Midi, qui pour tous les roseaux humains, dont la vie est sommeil, est le signal du déclin du jour les conduisant au repos « mérité », devient pour le poète, porteur de cette vérité, la crête aride du jour, le moment de la plus haute veille où il est prêt à comparaître devant les Tribunaux pour témoigner de sa lucidité, de son «inclémence» à l’égard des hommes.
– René CHAR peut alors (-c’est la conclusion de cette première partie de la méditation solitaire-) exprimer devant le Tribunal de Midi le sens de cette expérience privilégiée qui est la sienne :
« Moiqui jouis du privilège de sentir tout ensembleaccablement et confiance, défection et courage ».
Accablement et confiance, défection et courage, tels sont les deux (sentiments) contraires qui partagent le poète au sortir de l’enfance, mais sans le désunir, comme les deux faces de son individualité : une lutte en lui qui va faire l’unité de son existence (tant il est vrai -Héraclite- que toute réalité vit de la lutte des contraires).
C’est toute la vie de R. CHAR qui est « animée » par cette contradiction :
• refus du travail et émotion jusqu’aux larmes devant la main qui fait jaillir les étincelles de l’enclume, tendresse pour le forgeron qui fait “éclater la mince nuit du métal à l’étroit sous la terre”.
• condamnation de l’humanité malade des roseaux et hommage aux travailleurs et aux transparents
« Sociables, communicants,
Nous sommes entrés dans l’écart
Limon secouru, nuit guérie »
• fureur contre une humanité, asservie au profit, qui a accouché des monstres du nazisme, qui continue à vivre en ignorant la pyramide des martyrs, dans la complaisance pour les bourreaux.
et mystère du visage des hommes, résistants, réfractaires qui répondent à la confiance par le courage.
• « Volonté elliptique de la plus scrupuleuse solitude » pour célébrer la beauté jusqu’à l’épuisement faisant place à l’action « sans remords », réponse à l’absurde au nom d’une espérance sans certitude, d’un avenir dont les lendemains restent inconnus.
René CHAR nous livre le secret de sa douleur, de son mal : « – De quoi souffres-tu?» s’interroge-t-il dans “Rémanence”, – « De l’irréel intact dans le réel dévasté ».
De quelle source est née la présence de l’irréel, qui nous garantit en même temps sa rémanence ?
La réponse clôt la première partie du retour au pays natal
« Je n’ai retenu personne sinon l’angle fusant d’une Rencontre ».
Voici la seconde partie du poème :
• Cette rencontre n’a pas de visage.
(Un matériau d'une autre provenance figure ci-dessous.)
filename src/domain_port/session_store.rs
use std::time::Duration;

pub const ACCESS_TOKEN_COOKIE: &str = "access_token";
pub const REFRESH_TOKEN_COOKIE: &str = "refresh_token";

pub const ACCESS_TOKEN_MAX_AGE: Duration = Duration::from_secs(60 * 60);
pub const REFRESH_TOKEN_MAX_AGE: Duration = Duration::from_secs(7 * 24 * 60 * 60);

#[derive(Debug, Clone, Copy, PartialEq, Eq, serde::Serialize, serde::Deserialize)]
pub enum SameSite {
    Strict,
    Lax,
    None,
}

#[derive(Debug, Clone, Copy, PartialEq, Eq, serde::Serialize, serde::Deserialize)]
pub struct CookieAttributes {
    pub max_age: Duration,
    pub http_only: bool,
    pub secure: bool,
    pub same_site: SameSite,
}

impl CookieAttributes {
    /// Attributes used for both auth cookies.
    pub fn strict(max_age: Duration) -> Self {
        Self {
            max_age,
            http_only: true,
            secure: true,
            same_site: SameSite::Strict,
        }
    }
}

#[derive(Debug, Clone)]
pub struct Cookie {
    pub name: String,
    pub value: String,
    pub attributes: CookieAttributes,
}

impl Cookie {
    pub fn access_token(value: impl Into<String>) -> Self {
        Cookie {
            name: ACCESS_TOKEN_COOKIE.to_string(),
            value: value.into(),
            attributes: CookieAttributes::strict(ACCESS_TOKEN_MAX_AGE),
        }
    }

    pub fn refresh_token(value: impl Into<String>) -> Self {
        Cookie {
            name: REFRESH_TOKEN_COOKIE.to_string(),
            value: value.into(),
            attributes: CookieAttributes::strict(REFRESH_TOKEN_MAX_AGE),
        }
    }
}

#[derive(Debug, thiserror::Error)]
pub enum StoreError {
    #[error("io error: {0}")]
    Io(#[from] std::io::Error),
    #[error("corrupt session data: {0}")]
    Corrupt(String),
}

/// Cookie-like persistence for session tokens. Entries older than their
/// `max_age` read as absent.
#[async_trait::async_trait]
pub trait SessionStore: Send + Sync {
    async fn get(&self, name: &str) -> Result<Option<String>, StoreError>;
    async fn set(&self, cookie: Cookie) -> Result<(), StoreError>;
    async fn clear(&self, name: &str) -> Result<(), StoreError>;
}
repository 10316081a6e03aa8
mod client;

pub use client::*;
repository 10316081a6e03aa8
mod auth_api;
mod navigator;
mod session_store;

pub use auth_api::*;
pub use navigator::*;
pub use session_store::*;
//! Layered settings (TOML file, then `GATEKEEPER__*` environment variables)
//! and the command line.

mod cli;
pub use clap::Parser;
pub use cli::*;

mod settings;
pub use settings::*;
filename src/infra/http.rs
//! Shared request plumbing for the auth endpoints and the request gateway:
//! URL joining, client construction and error-body extraction.

use serde_json::Value;
use std::time::Duration;

pub static APP_USER_AGENT: &str = concat!(env!("CARGO_PKG_NAME"), "/", env!("CARGO_PKG_VERSION"));

/// Maximum number of error body characters kept in error messages.
const MAX_ERROR_CHARS: usize = 200;

pub fn build_client(timeout: Duration) -> reqwest::Result<reqwest::Client> {
    reqwest::Client::builder()
        .user_agent(APP_USER_AGENT)
        .timeout(timeout)
        .build()
}

/// Joins the configured API base and a request path with exactly one slash.
pub fn build_url(base_url: &str, path: &str) -> String {
    let base = base_url.trim().trim_end_matches('/');
    let path = path.trim();

    if base.is_empty() {
        path.to_string()
    } else {
        format!("{}/{}", base, path.trim_start_matches('/'))
    }
}

/// Pulls a human-readable message out of an error body. JSON bodies with a
/// `message` or `statusMessage` field win; anything else is trimmed and
/// truncated.
pub fn error_message(body: &str) -> String {
    if let Ok(json) = serde_json::from_str::<Value>(body) {
        for key in ["message", "statusMessage"] {
            if let Some(message) = json[key].as_str() {
                return truncate(message);
            }
        }
    }
    truncate(body)
}

fn truncate(text: &str) -> String {
    let trimmed = text.trim();
    if trimmed.is_empty() {
        "Request failed.".to_string()
    } else {
        trimmed.chars().take(MAX_ERROR_CHARS).collect()
    }
}
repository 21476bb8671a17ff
//! Float trait abstraction for f32/f64 support.
//!
//! This module provides a unified trait for floating-point operations,
//! enabling the mixture-model engine to work with both f32 and f64 precision.

use num_traits::{Float, FromPrimitive, NumAssign};
use std::fmt::{Debug, Display};
use std::iter::Sum;

/// Trait alias for floating point types supported by the engine.
///
/// This trait combines all the bounds needed by the estimation engine:
/// - Basic float operations (Float, NumAssign)
/// - Conversion from primitive types (FromPrimitive)
/// - Iteration support (Sum)
/// - Debug/Display printing
/// - Thread safety for rayon parallelism (Send, Sync)
pub trait GmmFloat:
    Float + FromPrimitive + NumAssign + Sum + Debug + Display + Send + Sync + 'static
{
    /// The constant ln(2*pi), the normalization term of the Gaussian log-density.
    const LN_TWO_PI: Self;

    /// Create a value from an f64 constant.
    fn from_f64_c(val: f64) -> Self;

    /// Create a value from a usize constant.
    fn usize_as(val: usize) -> Self;

    /// Convert to f64 for sampling and robust comparisons.
    fn to_f64_c(self) -> f64;
}

impl GmmFloat for f32 {
    const LN_TWO_PI: Self = 1.837_877_1;

    #[inline]
    fn from_f64_c(val: f64) -> Self {
        val as f32
    }

    #[inline]
    fn usize_as(val: usize) -> Self {
        val as f32
    }

    #[inline]
    fn to_f64_c(self) -> f64 {
        self as f64
    }
}

impl GmmFloat for f64 {
    const LN_TWO_PI: Self = 1.837_877_066_409_345_3;

    #[inline]
    fn from_f64_c(val: f64) -> Self {
        val
    }

    #[inline]
    fn usize_as(val: usize) -> Self {
        val as f64
    }

    #[inline]
    fn to_f64_c(self) -> f64 {
        self
    }
}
On ne l’entrevoit jamais que sous un “angle fusant”, un angle oblique.
Visage absent de « l’ Amoureuse en robe d’olivier », rencontrée aux alentours de son enfance – qui est la figure allégorique du poème : “Dansons aux baronnies …, – la même que la Béatrice de Dante, que l’Aurélia de Nerval.
• Voici que ceux qui ne sont pas poètes voudraient qu’on l’appelât “LaBeauté” … mais le poète sait qu’il s’agit d’une réelle, d’une vivante absence … que seul le réel dissimule …
« L’amour: Être le premier venu », écrit René CHAR.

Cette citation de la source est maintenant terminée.